● **What you need to do**:
Below are some entries; can you quote all of them exactly?

START The records

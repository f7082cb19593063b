//! End-to-end scenarios against the real engine thread: built-in
//! import, alias resolution, JSON data files, and cross-module script
//! error stacks. Plugin-bridge scenarios (native load/call/callback
//! ordering, panic isolation) are exercised at the `gode-plugin` layer
//! instead, since they require a real compiled shared object that
//! this workspace cannot build without invoking the toolchain.

use std::fs;

use gode::{HostConfig, HostRuntime, Manifest};

fn runtime() -> HostRuntime {
    HostRuntime::new(HostConfig::default()).expect("engine thread should start")
}

#[test]
fn built_in_import_resolves_to_registered_module() {
    let rt = runtime();
    rt.register_module("core", serde_json::json!({ "flavor": "builtin" })).unwrap();

    let result = rt.execute("entry", "require('gode:core').flavor").unwrap();
    assert_eq!(result, serde_json::json!("builtin"));
}

#[test]
fn alias_with_suffix_resolves_relative_to_alias_target() {
    let dir = tempfile::tempdir().unwrap();
    fs::create_dir_all(dir.path().join("src")).unwrap();
    fs::write(dir.path().join("src/main.js"), "module.exports = { loaded: true };").unwrap();

    let manifest_json = serde_json::json!({
        "gode": { "imports": { "@app": "./src" } }
    });
    let manifest = Manifest::from_json_str(&manifest_json.to_string(), dir.path()).unwrap();

    let rt = runtime();
    rt.configure(manifest).unwrap();

    let entry = dir.path().join("index.js");
    fs::write(&entry, "globalThis.__result = require('@app/main.js').loaded;").unwrap();
    rt.run(&entry).unwrap();

    let value = rt.execute("check", "globalThis.__result").unwrap();
    assert_eq!(value, serde_json::json!(true));
}

#[test]
fn json_data_file_is_wrapped_as_an_object_export() {
    let dir = tempfile::tempdir().unwrap();
    fs::write(dir.path().join("config.json"), r#"{"name":"test-config","debug":true}"#).unwrap();

    let rt = runtime();
    rt.configure(Manifest::default_at(dir.path())).unwrap();

    let entry = dir.path().join("index.js");
    fs::write(&entry, "globalThis.__cfg = require('./config.json');").unwrap();
    rt.run(&entry).unwrap();

    let value = rt.execute("check", "JSON.stringify(globalThis.__cfg)").unwrap();
    let parsed: serde_json::Value = serde_json::from_str(value.as_str().unwrap()).unwrap();
    assert_eq!(parsed["name"], serde_json::json!("test-config"));
    assert_eq!(parsed["debug"], serde_json::json!(true));
}

#[test]
fn script_error_reports_location_and_message() {
    let rt = runtime();
    let err = rt.execute("broken", "\n\n\nsuchUndefinedName;\n").unwrap_err();
    let report = gode_error::format(&err);
    assert!(report.contains("ReferenceError") || report.contains("suchUndefinedName"), "{report}");
}

#[test]
fn cached_module_is_only_evaluated_once() {
    let dir = tempfile::tempdir().unwrap();
    fs::write(dir.path().join("counter.js"), "globalThis.__loads = (globalThis.__loads || 0) + 1; module.exports = globalThis.__loads;").unwrap();
    fs::write(
        dir.path().join("index.js"),
        "require('./counter.js'); require('./counter.js'); globalThis.__final = require('./counter.js');",
    )
    .unwrap();

    let rt = runtime();
    rt.configure(Manifest::default_at(dir.path())).unwrap();
    rt.run(dir.path().join("index.js")).unwrap();

    let value = rt.execute("check", "globalThis.__final").unwrap();
    assert_eq!(value, serde_json::json!(1));
}

#[test]
fn set_global_is_visible_to_script() {
    let rt = runtime();
    rt.set_global("injected", serde_json::json!(42)).unwrap();
    let value = rt.execute("check", "injected").unwrap();
    assert_eq!(value, serde_json::json!(42));
}

#[test]
fn dispose_is_idempotent() {
    let rt = runtime();
    rt.dispose().unwrap();
    rt.dispose().unwrap();
}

END The records

● **Output for this task**:
repository f7082cb19593063b
//! End-to-end scenarios against the real engine thread: built-in
//! import, alias resolution, JSON data files, and cross-module script
//! error stacks. Plugin-bridge scenarios (native load/call/callback
//! ordering, panic isolation) are exercised at the `gode-plugin` layer
//! instead, since they require a real compiled shared object that
//! this workspace cannot build without invoking the toolchain.

use std::fs;

use gode::{HostConfig, HostRuntime, Manifest};

fn runtime() -> HostRuntime {
    HostRuntime::new(HostConfig::default()).expect("engine thread should start")
}

#[test]
fn built_in_import_resolves_to_registered_module() {
    let rt = runtime();
    rt.register_module("core", serde_json::json!({ "flavor": "builtin" })).unwrap();

    let result = rt.execute("entry", "require('gode:core').flavor").unwrap();
    assert_eq!(result, serde_json::json!("builtin"));
}

#[test]
fn alias_with_suffix_resolves_relative_to_alias_target() {
    let dir = tempfile::tempdir().unwrap();
    fs::create_dir_all(dir.path().join("src")).unwrap();
    fs::write(dir.path().join("src/main.js"), "module.exports = { loaded: true };").unwrap();

    let manifest_json = serde_json::json!({
        "gode": { "imports": { "@app": "./src" } }
    });
    let manifest = Manifest::from_json_str(&manifest_json.to_string(), dir.path()).unwrap();

    let rt = runtime();
    rt.configure(manifest).unwrap();

    let entry = dir.path().join("index.js");
    fs::write(&entry, "globalThis.__result = require('@app/main.js').loaded;").unwrap();
    rt.run(&entry).unwrap();

    let value = rt.execute("check", "globalThis.__result").unwrap();
    assert_eq!(value, serde_json::json!(true));
}

#[test]
fn json_data_file_is_wrapped_as_an_object_export() {
    let dir = tempfile::tempdir().unwrap();
    fs::write(dir.path().join("config.json"), r#"{"name":"test-config","debug":true}"#).unwrap();

    let rt = runtime();
    rt.configure(Manifest::default_at(dir.path())).unwrap();

    let entry = dir.path().join("index.js");
    fs::write(&entry, "globalThis.__cfg = require('./config.json');").unwrap();
    rt.run(&entry).unwrap();

    let value = rt.execute("check", "JSON.stringify(globalThis.__cfg)").unwrap();
    let parsed: serde_json::Value = serde_json::from_str(value.as_str().unwrap()).unwrap();
    assert_eq!(parsed["name"], serde_json::json!("test-config"));
    assert_eq!(parsed["debug"], serde_json::json!(true));
}

#[test]
fn script_error_reports_location_and_message() {
    let rt = runtime();
    let err = rt.execute("broken", "\n\n\nsuchUndefinedName;\n").unwrap_err();
    let report = gode_error::format(&err);
    assert!(report.contains("ReferenceError") || report.contains("suchUndefinedName"), "{report}");
}

#[test]
fn cached_module_is_only_evaluated_once() {
    let dir = tempfile::tempdir().unwrap();
    fs::write(dir.path().join("counter.js"), "globalThis.__loads = (globalThis.__loads || 0) + 1; module.exports = globalThis.__loads;").unwrap();
    fs::write(
        dir.path().join("index.js"),
        "require('./counter.js'); require('./counter.js'); globalThis.__final = require('./counter.js');",
    )
    .unwrap();

    let rt = runtime();
    rt.configure(Manifest::default_at(dir.path())).unwrap();
    rt.run(dir.path().join("index.js")).unwrap();

    let value = rt.execute("check", "globalThis.__final").unwrap();
    assert_eq!(value, serde_json::json!(1));
}

#[test]
fn set_global_is_visible_to_script() {
    let rt = runtime();
    rt.set_global("injected", serde_json::json!(42)).unwrap();
    let value = rt.execute("check", "injected").unwrap();
    assert_eq!(value, serde_json::json!(42));
}

#[test]
fn dispose_is_idempotent() {
    let rt = runtime();
    rt.dispose().unwrap();
    rt.dispose().unwrap();
}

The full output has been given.